TASK GOAL: Where does the word "Automatic" show up in the records? Copy every line that has it.

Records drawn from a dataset
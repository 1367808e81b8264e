//! Token bucket rate limiter for per-indexer rate limiting.
//!
//! Kept for potential future use but currently not used since Jackett
//! handles rate limiting internally.

use std::collections::HashMap;
use tokio::sync::RwLock;
use tokio::time::{Duration, Instant};

use super::SearchError;

/// Rate limit status for an indexer.
#[derive(Debug, Clone)]
pub struct RateLimitStatus {
    pub requests_per_minute: u32,
    pub tokens_available: f32,
    pub next_available_in_ms: Option<u64>,
}

/// Token bucket rate limiter for a single indexer.
///
/// Uses the token bucket algorithm where tokens are added at a constant rate
/// and consumed when requests are made. If no tokens are available, the request
/// must wait.
pub struct TokenBucket {
    /// Max tokens (= requests per minute).
    capacity: f32,
    /// Current available tokens.
    tokens: f32,
    /// Tokens added per second.
    refill_rate: f32,
    /// Last refill time.
    last_refill: Instant,
}

impl TokenBucket {
    /// Create a new token bucket with the given rate limit.
    ///
    /// The bucket starts full, allowing immediate requests up to the capacity.
    pub fn new(requests_per_minute: u32) -> Self {
        let capacity = requests_per_minute as f32;
        Self {
            capacity,
            tokens: capacity, // Start full
            refill_rate: capacity / 60.0,
            last_refill: Instant::now(),
        }
    }

    /// Try to acquire a token.
    ///
    /// Returns `Ok(())` if a token was acquired successfully.
    /// Returns `Err(wait_duration)` if rate limited, with the duration to wait.
    pub fn try_acquire(&mut self) -> Result<(), Duration> {
        self.refill();

        if self.tokens >= 1.0 {
            self.tokens -= 1.0;
            Ok(())
        } else {
            // Calculate wait time until 1 token available
            let tokens_needed = 1.0 - self.tokens;
            let wait_secs = tokens_needed / self.refill_rate;
            Err(Duration::from_secs_f32(wait_secs))
        }
    }

    /// Update the rate limit.
    ///
    /// The current token count is preserved (clamped to new capacity).
    pub fn set_rate_limit(&mut self, requests_per_minute: u32) {
        self.capacity = requests_per_minute as f32;
        self.refill_rate = self.capacity / 60.0;
        // Don't reset tokens - keep current state, but clamp to new capacity
        self.tokens = self.tokens.min(self.capacity);
    }

    /// Get the current rate limit status.
    pub fn status(&mut self) -> RateLimitStatus {
        self.refill();
        RateLimitStatus {
            requests_per_minute: self.capacity as u32,
            tokens_available: self.tokens,
            next_available_in_ms: if self.tokens >= 1.0 {
                None
            } else {
                let tokens_needed = 1.0 - self.tokens;
                Some((tokens_needed / self.refill_rate * 1000.0) as u64)
            },
        }
    }

    /// Refill tokens based on elapsed time.
    fn refill(&mut self) {
        let now = Instant::now();
        let elapsed = now.duration_since(self.last_refill).as_secs_f32();
        self.tokens = (self.tokens + elapsed * self.refill_rate).min(self.capacity);
        self.last_refill = now;
    }
}

/// Configuration for an indexer in the rate limiter pool.
#[derive(Debug, Clone)]
pub struct IndexerRateLimitConfig {
    /// Indexer name.
    pub name: String,
    /// Rate limit: max requests per minute.
    pub rate_limit_rpm: u32,
}

/// Pool of rate limiters, one per indexer.
///
/// Thread-safe and async-compatible.
pub struct RateLimiterPool {
    limiters: RwLock<HashMap<String, TokenBucket>>,
}

impl RateLimiterPool {
    /// Create a new rate limiter pool with the given indexer configurations.
    pub fn new(indexers: &[IndexerRateLimitConfig]) -> Self {
        let mut limiters = HashMap::new();
        for indexer in indexers {
            limiters.insert(
                indexer.name.clone(),
                TokenBucket::new(indexer.rate_limit_rpm),
            );
        }
        Self {
            limiters: RwLock::new(limiters),
        }
    }

    /// Create an empty rate limiter pool.
    pub fn empty() -> Self {
        Self {
            limiters: RwLock::new(HashMap::new()),
        }
    }

    /// Add or update an indexer in the pool.
    pub async fn add_indexer(&self, name: &str, rate_limit_rpm: u32) {
        let mut limiters = self.limiters.write().await;
        if let Some(bucket) = limiters.get_mut(name) {
            bucket.set_rate_limit(rate_limit_rpm);
        } else {
            limiters.insert(name.to_string(), TokenBucket::new(rate_limit_rpm));
        }
    }

    /// Remove an indexer from the pool.
    pub async fn remove_indexer(&self, name: &str) -> bool {
        let mut limiters = self.limiters.write().await;
        limiters.remove(name).is_some()
    }

    /// Try to acquire a token for the given indexer.
    ///
    /// Returns `Ok(())` if a token was acquired.
    /// Returns `Err(SearchError::RateLimited)` if rate limited.
    /// Returns `Err(SearchError::IndexerNotFound)` if the indexer doesn't exist.
    pub async fn try_acquire(&self, indexer: &str) -> Result<(), SearchError> {
        let mut limiters = self.limiters.write().await;
        match limiters.get_mut(indexer) {
            Some(bucket) => match bucket.try_acquire() {
                Ok(()) => Ok(()),
                Err(wait) => Err(SearchError::RateLimited {
                    indexer: indexer.to_string(),
                    retry_after_ms: wait.as_millis() as u64,
                }),
            },
            None => Err(SearchError::IndexerNotFound(indexer.to_string())),
        }
    }

    /// Update rate limit for an indexer.
    pub async fn set_rate_limit(&self, indexer: &str, rpm: u32) -> Result<(), SearchError> {
        let mut limiters = self.limiters.write().await;
        match limiters.get_mut(indexer) {
            Some(bucket) => {
                bucket.set_rate_limit(rpm);
                Ok(())
            }
            None => Err(SearchError::IndexerNotFound(indexer.to_string())),
        }
    }

    /// Get rate limit status for a specific indexer.
    pub async fn get_status(&self, indexer: &str) -> Option<RateLimitStatus> {
        let mut limiters = self.limiters.write().await;
        limiters.get_mut(indexer).map(|bucket| bucket.status())
    }

    /// Get status of all indexers.
    pub async fn all_status(&self) -> Vec<(String, RateLimitStatus)> {
        let mut limiters = self.limiters.write().await;
        limiters
            .iter_mut()
            .map(|(name, bucket)| (name.clone(), bucket.status()))
            .collect()
    }

    /// Check if an indexer exists in the pool.
    pub async fn has_indexer(&self, indexer: &str) -> bool {
        let limiters = self.limiters.read().await;
        limiters.contains_key(indexer)
    }

    /// Get the list of indexer names.
    pub async fn indexer_names(&self) -> Vec<String> {
        let limiters = self.limiters.read().await;
        limiters.keys().cloned().collect()
    }
}
#[cfg(test)]
mod tests {
    use super::*;
    use crate::catalog_worker::CatalogOwnership;
    use crate::converter::{ConversionResult, ConverterError, MediaInfo};
    use crate::placer::{PlacedFile, PlacerError, RollbackPlan, RollbackResult};
    use crate::catalog_worker::ProgressCb;
    use crate::searcher::CandidateKind;
    use crate::queue::{EnqueueRequest, MemoryQueueStore, PreSelectedSource};
    use crate::searcher::SearchAdapterError;
    use crate::torrent_client::{DownloadClientError, DownloadSnapshot};
    use async_trait::async_trait;

    struct AlwaysOwned;
    #[async_trait]
    impl CatalogOwnership for AlwaysOwned {
        async fn is_owned(&self, _catalog_id: &str) -> bool {
            true
        }
    }

    struct NoopWorker;
    #[async_trait]
    impl crate::catalog_worker::CatalogDownloadWorker for NoopWorker {
        async fn download(
            &self,
            _request: CatalogDownloadRequest,
            _progress_cb: ProgressCb,
            _cancel_token: crate::catalog_worker::CancelToken,
        ) -> Result<crate::catalog_worker::CatalogDownloadOutcome, crate::catalog_worker::CatalogWorkerError> {
            unimplemented!("not exercised by these tests")
        }
    }

    struct EmptySearch;
    #[async_trait]
    impl SearchAdapter for EmptySearch {
        async fn search(
            &self,
            _title: &str,
            _author: &str,
            _catalog_id: &str,
        ) -> Result<Vec<crate::searcher::CandidateSource>, SearchAdapterError> {
            Ok(vec![])
        }
    }

    struct StaticSearch {
        confidence: u8,
    }
    #[async_trait]
    impl SearchAdapter for StaticSearch {
        async fn search(
            &self,
            _title: &str,
            _author: &str,
            _catalog_id: &str,
        ) -> Result<Vec<crate::searcher::CandidateSource>, SearchAdapterError> {
            Ok(vec![crate::searcher::CandidateSource {
                source_url: "https://example.invalid/a.torrent".to_string(),
                source_info_hash: Some("hash1".to_string()),
                indexer_name: "stub".to_string(),
                kind: CandidateKind::Torrent,
                size_bytes: 1000,
                seeders: 5,
                confidence_score: self.confidence,
            }])
        }
    }

    struct NoopDownloadClient;
    #[async_trait]
    impl DownloadClientAdapter for NoopDownloadClient {
        async fn add(&self, _source: AddTorrentRequest, _category: Option<String>) -> Result<String, DownloadClientError> {
            Ok("H1".to_string())
        }
        async fn status(&self, _assigned_id: &str) -> Result<Option<DownloadSnapshot>, DownloadClientError> {
            Ok(None)
        }
        async fn list(&self) -> Result<Vec<DownloadSnapshot>, DownloadClientError> {
            Ok(vec![])
        }
        async fn pause(&self, _assigned_id: &str) -> Result<(), DownloadClientError> {
            Ok(())
        }
        async fn resume(&self, _assigned_id: &str) -> Result<(), DownloadClientError> {
            Ok(())
        }
        async fn remove(&self, _assigned_id: &str, _delete_files: bool) -> Result<(), DownloadClientError> {
            Ok(())
        }
        async fn set_location(&self, _assigned_id: &str, _save_path: &str) -> Result<bool, DownloadClientError> {
            Ok(false)
        }
    }

    struct NoopConverter;
    #[async_trait]
    impl Converter for NoopConverter {
        fn name(&self) -> &str {
            "noop"
        }
        async fn probe(&self, path: &Path) -> Result<MediaInfo, ConverterError> {
            Ok(MediaInfo {
                path: path.to_path_buf(),
                size_bytes: 0,
                duration_secs: 0.0,
                format: "m4b".to_string(),
                audio_codec: None,
                audio_bitrate_kbps: None,
                audio_sample_rate: None,
                audio_channels: None,
                video_codec: None,
                video_width: None,
                video_height: None,
                video_fps: None,
            })
        }
        async fn convert(&self, job: ConversionJob) -> Result<ConversionResult, ConverterError> {
            Ok(ConversionResult {
                job_id: job.job_id,
                output_path: job.output_path,
                output_size_bytes: 0,
                duration_ms: 0,
                input_format: "m4b".to_string(),
                output_format: "m4b".to_string(),
            })
        }
        async fn convert_with_progress(
            &self,
            job: ConversionJob,
            _progress_tx: tokio::sync::mpsc::Sender<crate::converter::ConversionProgress>,
        ) -> Result<ConversionResult, ConverterError> {
            self.convert(job).await
        }
        async fn validate(&self) -> Result<(), ConverterError> {
            Ok(())
        }
    }

    struct NoopPlacer;
    #[async_trait]
    impl Placer for NoopPlacer {
        fn name(&self) -> &str {
            "noop"
        }
        async fn place(&self, job: PlacementJob) -> Result<crate::placer::PlacementResult, PlacerError> {
            Ok(crate::placer::PlacementResult {
                job_id: job.job_id,
                files_placed: job
                    .files
                    .iter()
                    .map(|f| PlacedFile {
                        item_id: f.item_id.clone(),
                        destination: f.destination.clone(),
                        size_bytes: 0,
                        checksum: None,
                    })
                    .collect(),
                total_bytes: 0,
                duration_ms: 0,
            })
        }
        async fn place_with_progress(
            &self,
            job: PlacementJob,
            _progress_tx: tokio::sync::mpsc::Sender<crate::placer::PlacementProgress>,
        ) -> Result<crate::placer::PlacementResult, PlacerError> {
            self.place(job).await
        }
        async fn rollback(&self, plan: RollbackPlan) -> RollbackResult {
            RollbackResult {
                job_id: plan.job_id,
                files_removed: 0,
                directories_removed: 0,
                errors: vec![],
                success: true,
            }
        }
        async fn validate(&self) -> Result<(), PlacerError> {
            Ok(())
        }
    }

    fn orchestrator_with(
        search: Arc<dyn SearchAdapter>,
        download_client: Arc<dyn DownloadClientAdapter>,
    ) -> (Arc<Orchestrator<NoopConverter, NoopPlacer>>, Arc<dyn QueueStore>) {
        let queue: Arc<dyn QueueStore> = Arc::new(MemoryQueueStore::new());
        let pool = Arc::new(CatalogWorkerPool::new(Arc::new(NoopWorker), Arc::new(AlwaysOwned), 1));
        let (events, _rx) = crate::events::event_channel(64);
        let orchestrator = Arc::new(Orchestrator::new(
            OrchestratorConfig::default(),
            queue.clone(),
            search,
            download_client,
            pool,
            Arc::new(NoopConverter),
            Arc::new(NoopPlacer),
            events,
            None,
        ));
        (orchestrator, queue)
    }

    #[tokio::test]
    async fn queued_item_with_no_candidates_moves_to_search_failed_after_budget() {
        let (orchestrator, queue) = orchestrator_with(Arc::new(EmptySearch), Arc::new(NoopDownloadClient));
        let item = queue
            .enqueue(EnqueueRequest {
                catalog_id: "C1".to_string(),
                priority: 5,
                kind: ItemKind::Torrent,
                title: "The Hobbit".to_string(),
                author: "Tolkien".to_string(),
                pre_selected_source: None,
            })
            .unwrap();

        for _ in 0..3 {
            orchestrator.tick().await.unwrap();
        }

        let updated = queue.get(item.id).unwrap();
        assert_eq!(updated.status, Status::SearchFailed);
        assert_eq!(updated.retry_count, 3);
    }

    #[tokio::test]
    async fn preselected_source_skips_search() {
        let (orchestrator, queue) = orchestrator_with(Arc::new(EmptySearch), Arc::new(NoopDownloadClient));
        let item = queue
            .enqueue(EnqueueRequest {
                catalog_id: "C2".to_string(),
                priority: 5,
                kind: ItemKind::Torrent,
                title: "Dune".to_string(),
                author: "Herbert".to_string(),
                pre_selected_source: Some(PreSelectedSource {
                    source_url: "magnet:?xt=urn:btih:abc".to_string(),
                    source_info_hash: Some("abc".to_string()),
                }),
            })
            .unwrap();

        orchestrator.tick().await.unwrap();

        let updated = queue.get(item.id).unwrap();
        assert_eq!(updated.status, Status::Downloading);
        assert_eq!(updated.client_id, Some("H1".to_string()));
    }

    #[tokio::test]
    async fn high_confidence_search_result_reaches_downloading() {
        let (orchestrator, queue) =
            orchestrator_with(Arc::new(StaticSearch { confidence: 90 }), Arc::new(NoopDownloadClient));
        let item = queue
            .enqueue(EnqueueRequest {
                catalog_id: "C3".to_string(),
                priority: 5,
                kind: ItemKind::Torrent,
                title: "Foundation".to_string(),
                author: "Asimov".to_string(),
                pre_selected_source: None,
            })
            .unwrap();

        orchestrator.tick().await.unwrap();

        let updated = queue.get(item.id).unwrap();
        assert_eq!(updated.status, Status::Downloading);
    }

    #[tokio::test]
    async fn duplicate_enqueue_is_rejected_by_the_store() {
        let (_orchestrator, queue) = orchestrator_with(Arc::new(EmptySearch), Arc::new(NoopDownloadClient));
        let request = || EnqueueRequest {
            catalog_id: "C4".to_string(),
            priority: 1,
            kind: ItemKind::Torrent,
            title: "Title".to_string(),
            author: "Author".to_string(),
            pre_selected_source: None,
        };
        assert!(queue.enqueue(request()).is_ok());
        assert!(matches!(
            queue.enqueue(request()),
            Err(crate::queue::QueueStoreError::DuplicateActiveCatalogId(_))
        ));
    }

    #[tokio::test]
    async fn cancel_deletes_a_downloading_item() {
        let (orchestrator, queue) = orchestrator_with(Arc::new(EmptySearch), Arc::new(NoopDownloadClient));
        let item = queue
            .enqueue(EnqueueRequest {
                catalog_id: "C5".to_string(),
                priority: 1,
                kind: ItemKind::Torrent,
                title: "Title".to_string(),
                author: "Author".to_string(),
                pre_selected_source: Some(PreSelectedSource {
                    source_url: "magnet:?xt=urn:btih:zzz".to_string(),
                    source_info_hash: None,
                }),
            })
            .unwrap();

        orchestrator.tick().await.unwrap();
        assert_eq!(queue.get(item.id).unwrap().status, Status::Downloading);

        orchestrator.cancel(item.id).await.unwrap();
        assert!(matches!(queue.get(item.id), Err(crate::queue::QueueStoreError::NotFound(_))));
    }

    #[tokio::test]
    async fn cancel_is_rejected_from_terminal_states() {
        let (orchestrator, queue) = orchestrator_with(Arc::new(EmptySearch), Arc::new(NoopDownloadClient));
        let item = queue
            .enqueue(EnqueueRequest {
                catalog_id: "C6".to_string(),
                priority: 1,
                kind: ItemKind::Torrent,
                title: "Title".to_string(),
                author: "Author".to_string(),
                pre_selected_source: None,
            })
            .unwrap();
        queue
            .update(item.id, QueueItemUpdate::new().with_status(Status::Cancelled))
            .unwrap();

        let result = orchestrator.cancel(item.id).await;
        assert!(matches!(result, Err(OrchestratorError::InvalidState { .. })));
    }

    #[test]
    fn naming_template_substitutes_and_sanitizes() {
        let (orchestrator, _queue) = {
            let queue: Arc<dyn QueueStore> = Arc::new(MemoryQueueStore::new());
            let pool = Arc::new(CatalogWorkerPool::new(Arc::new(NoopWorker), Arc::new(AlwaysOwned), 1));
            let (events, _rx) = crate::events::event_channel(64);
            let mut config = OrchestratorConfig::default();
            config.naming_template = "{author}/{title}.{format}".to_string();
            (
                Arc::new(Orchestrator::new(
                    config,
                    queue.clone(),
                    Arc::new(EmptySearch) as Arc<dyn SearchAdapter>,
                    Arc::new(NoopDownloadClient) as Arc<dyn DownloadClientAdapter>,
                    pool,
                    Arc::new(NoopConverter),
                    Arc::new(NoopPlacer),
                    events,
                    None,
                )),
                queue,
            )
        };

        let item = QueueItem {
            id: 1,
            catalog_id: "C7".to_string(),
            status: Status::Importing,
            priority: 5,
            kind: ItemKind::Torrent,
            title: "Evil: The Sequel?".to_string(),
            author: "A/B".to_string(),
            pre_selected_source: None,
            source_url: None,
            source_info_hash: None,
            client_name: None,
            client_id: None,
            temp_path: None,
            voucher_path: None,
            converted_path: None,
            final_path: None,
            format: Some("m4b".to_string()),
            progress: None,
            eta_seconds: None,
            retry_count: 0,
            next_retry_at: None,
            last_error: None,
            queued_at: Utc::now(),
            started_at: None,
            completed_at: None,
            updated_at: Utc::now(),
            seeding_ratio: None,
            seeding_time_seconds: None,
        };

        let dest = orchestrator.naming_destination(&item);
        assert_eq!(dest, PathBuf::from("./library/AB/Evil The Sequel.m4b"));
    }
}
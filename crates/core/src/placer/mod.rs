//! Placer module for moving files to their final destinations.
//!
//! This module provides the `Placer` trait and implementations for placing
//! converted files in their target locations with support for atomic moves,
//! checksum verification, and rollback on failure.
//!
//! # Features
//!
//! - Atomic moves when source and destination are on the same filesystem
//! - Automatic fallback to copy when atomic move fails
//! - Checksum verification after placement
//! - Rollback support for partial failures
//! - Automatic parent directory creation
//! - Source file cleanup after successful placement
//!
//! # Example
//!
//! ```ignore
//! use bookwright_core::placer::{FsPlacer, Placer, PlacementJob, FilePlacement};
//!
//! let placer = FsPlacer::with_defaults();
//!
//! let job = PlacementJob {
//!     job_id: "job-1".to_string(),
//!     files: vec![
//!         FilePlacement {
//!             item_id: "track-1".to_string(),
//!             source: PathBuf::from("/tmp/converted/track01.ogg"),
//!             destination: PathBuf::from("/music/album/01-song.ogg"),
//!             overwrite: false,
//!             verify_checksum: None,
//!         },
//!     ],
//!     atomic: true,
//!     cleanup_sources: true,
//!     enable_rollback: true,
//! };
//!
//! let result = placer.place(job).await?;
//! println!("Placed {} files ({} bytes)", result.files_placed.len(), result.total_bytes);
//! ```

mod config;
mod error;
mod fs_placer;
mod traits;
mod types;

pub use config::PlacerConfig;
pub use error::PlacerError;
pub use fs_placer::FsPlacer;
pub use traits::Placer;
pub use types::{
    ChecksumType, FilePlacement, PlacedFile, PlacementJob, PlacementProgress, PlacementResult,
    RollbackFile, RollbackPlan, RollbackResult,
};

COMPLETED TASK:
//! - Automatic fallback to copy when atomic move fails
//! - Automatic parent directory creation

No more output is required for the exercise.